6. Be Careful - so many times we focus on only the negatives of our circumstances and we grumble beneath our breath - our own attitude is our downfall. We can never be a helpmate to our hubby, set a good example for our kids, let alone please God if we are grumbling and complaining! Remember our earlier quote "a few of us recently decided..." means that a few of us were talking! Be careful ladies - our conversations with friends can quickly turn to husband bashing or complaining...focusing our energy in this area is never honoring to God and it defeats us in our attitudes. Make sure that we are "doing him good" and making him "known in the gates" for the right reasons (Proverbs 31:12, 23). Watch our words ladies - they are usually our downfall.
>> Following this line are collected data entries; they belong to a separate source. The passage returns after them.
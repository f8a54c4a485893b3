//! Bazaar Core - domain types and pure client logic.
//!
//! Shared by the `storefront` crate and its integration tests. Everything here
//! is synchronous and side-effect free: no HTTP, no session store, no clock.
//!
//! # Modules
//!
//! - [`types`] - typed ids, money helpers and status enums
//! - [`category`] - category tree and menu construction
//! - [`product`], [`cart`], [`order`], [`store`], [`analytics`] - backend records
//! - [`listing`] - page/filter/selection state and bulk action results
//! - [`filters`] - the filter of each list page
//! - [`mini_cart`] - the mini-cart fetch gate

#![cfg_attr(not(test), forbid(unsafe_code))]

pub mod analytics;
pub mod cart;
pub mod category;
pub mod filters;
pub mod listing;
pub mod mini_cart;
pub mod order;
pub mod product;
pub mod store;
pub mod types;

pub use cart::{Cart, CartItem, GuestCartStatus};
pub use category::{Category, CategoryMenu, CategoryNode, build_category_tree};
pub use filters::{ModerationFilter, OrderFilter, ProductFilter, VendorProductFilter};
pub use listing::{
    BulkAction, BulkOutcome, ListChange, ListFilter, ListQuery, ListState, Pagination, Selection,
    apply_bulk_outcome,
};
pub use mini_cart::{GuestCheck, GuestFollowUp, MiniCartGate, OpenPlan};
pub use order::{Order, OrderItem, ShippingAddress, TransitionError};
pub use product::{LOW_STOCK_THRESHOLD, Product, ProductDraft, ProductDraftError};
pub use store::StoreSettings;
pub use types::*;
//! Rate limiting middleware using governor and `tower_governor`.
//!
//! - `auth_rate_limiter`: strict limits for the login form (~10/min)
//! - `cart_rate_limiter`: relaxed limits for cart mutations (~100/min)

use std::net::{IpAddr, SocketAddr};
use std::sync::Arc;

use axum::extract::ConnectInfo;
use axum::http::Request;
use governor::clock::QuantaInstant;
use governor::middleware::NoOpMiddleware;
use tower_governor::{GovernorError, GovernorLayer, governor::GovernorConfigBuilder};

/// Proxy headers carrying the client IP, most trusted first.
const CLIENT_IP_HEADERS: &[&str] = &["cf-connecting-ip", "x-forwarded-for", "x-real-ip"];

/// Key extractor that prefers proxy headers (Cloudflare first) and falls back
/// to the peer address of the connection.
#[derive(Clone, Copy)]
pub struct ClientIpKeyExtractor;

impl tower_governor::key_extractor::KeyExtractor for ClientIpKeyExtractor {
    type Key = IpAddr;

    fn extract<T>(&self, req: &Request<T>) -> Result<Self::Key, GovernorError> {
        let headers = req.headers();

        let from_headers = CLIENT_IP_HEADERS.iter().find_map(|name| {
            headers
                .get(*name)
                .and_then(|v| v.to_str().ok())
                // X-Forwarded-For lists the client first.
                .and_then(|s| s.split(',').next())
                .and_then(|s| s.trim().parse::<IpAddr>().ok())
        });

        from_headers
            .or_else(|| {
                req.extensions()
                    .get::<ConnectInfo<SocketAddr>>()
                    .map(|ConnectInfo(addr)| addr.ip())
            })
            .ok_or(GovernorError::UnableToExtractKey)
    }
}

/// Rate limiter layer type for Axum.
pub type RateLimiterLayer =
    GovernorLayer<ClientIpKeyExtractor, NoOpMiddleware<QuantaInstant>, axum::body::Body>;

/// Create rate limiter for the login form: ~10 requests per minute per IP.
///
/// # Panics
///
/// This function will not panic. `per_second(6)` and `burst_size(5)` are
/// valid positive values, which `GovernorConfigBuilder` always accepts.
#[must_use]
pub fn auth_rate_limiter() -> RateLimiterLayer {
    let config = GovernorConfigBuilder::default()
        .key_extractor(ClientIpKeyExtractor)
        .per_second(6) // 1 token every 6 seconds
        .burst_size(5)
        .finish()
        .expect("rate limiter config with per_second(6) and burst_size(5) is valid");
    GovernorLayer::new(Arc::new(config))
}

/// Create rate limiter for cart mutations: ~100 requests per minute per IP.
///
/// # Panics
///
/// This function will not panic. `per_second(1)` and `burst_size(50)` are
/// valid positive values, which `GovernorConfigBuilder` always accepts.
#[must_use]
pub fn cart_rate_limiter() -> RateLimiterLayer {
    let config = GovernorConfigBuilder::default()
        .key_extractor(ClientIpKeyExtractor)
        .per_second(1)
        .burst_size(50)
        .finish()
        .expect("rate limiter config with per_second(1) and burst_size(50) is valid");
    GovernorLayer::new(Arc::new(config))
}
My mouth is ALWAYS getting me in trouble....let's guard it as the dangerous weapon it can be!
Ladies, there is SOO much more that can be said - Scripture is clear on how we should treat our families and our husbands, even our bosses, if we don't "muck it up" with our "but my husband..." and "if only he would..." rationalizations. Ladies, our enemy will always place before us opportunities to justify our sin - the question is, are we content to do so or are we determined to serve God, regardless of our circumstances, and trust that He has us right where we are for a reason. Your job situation, your home situation - none of it catches God off guard or poses a dilemma for Him...He knows you, He knows your heart and He even knows what direction He is taking you. SERVE HIM where you are by being the Godly wife/helpmate you are called to be first, the Godly mom second and the Godly employee third. THEN, trust HIM to show you the path out of the trap. You may have gotten yourself into this trap (don't we always?), but the grace of God can teach you something in it and, if you are willing to do whatever it takes that God lays out before you when the time comes (even if it means letting go of "stuff"), He can lead you out. For some, this balancing act may be ongoing for a while - determine to be like Paul and Silas in prison, and praise God regardless of your circumstances. Serve with all your heart and remember it is HIM that you are serving.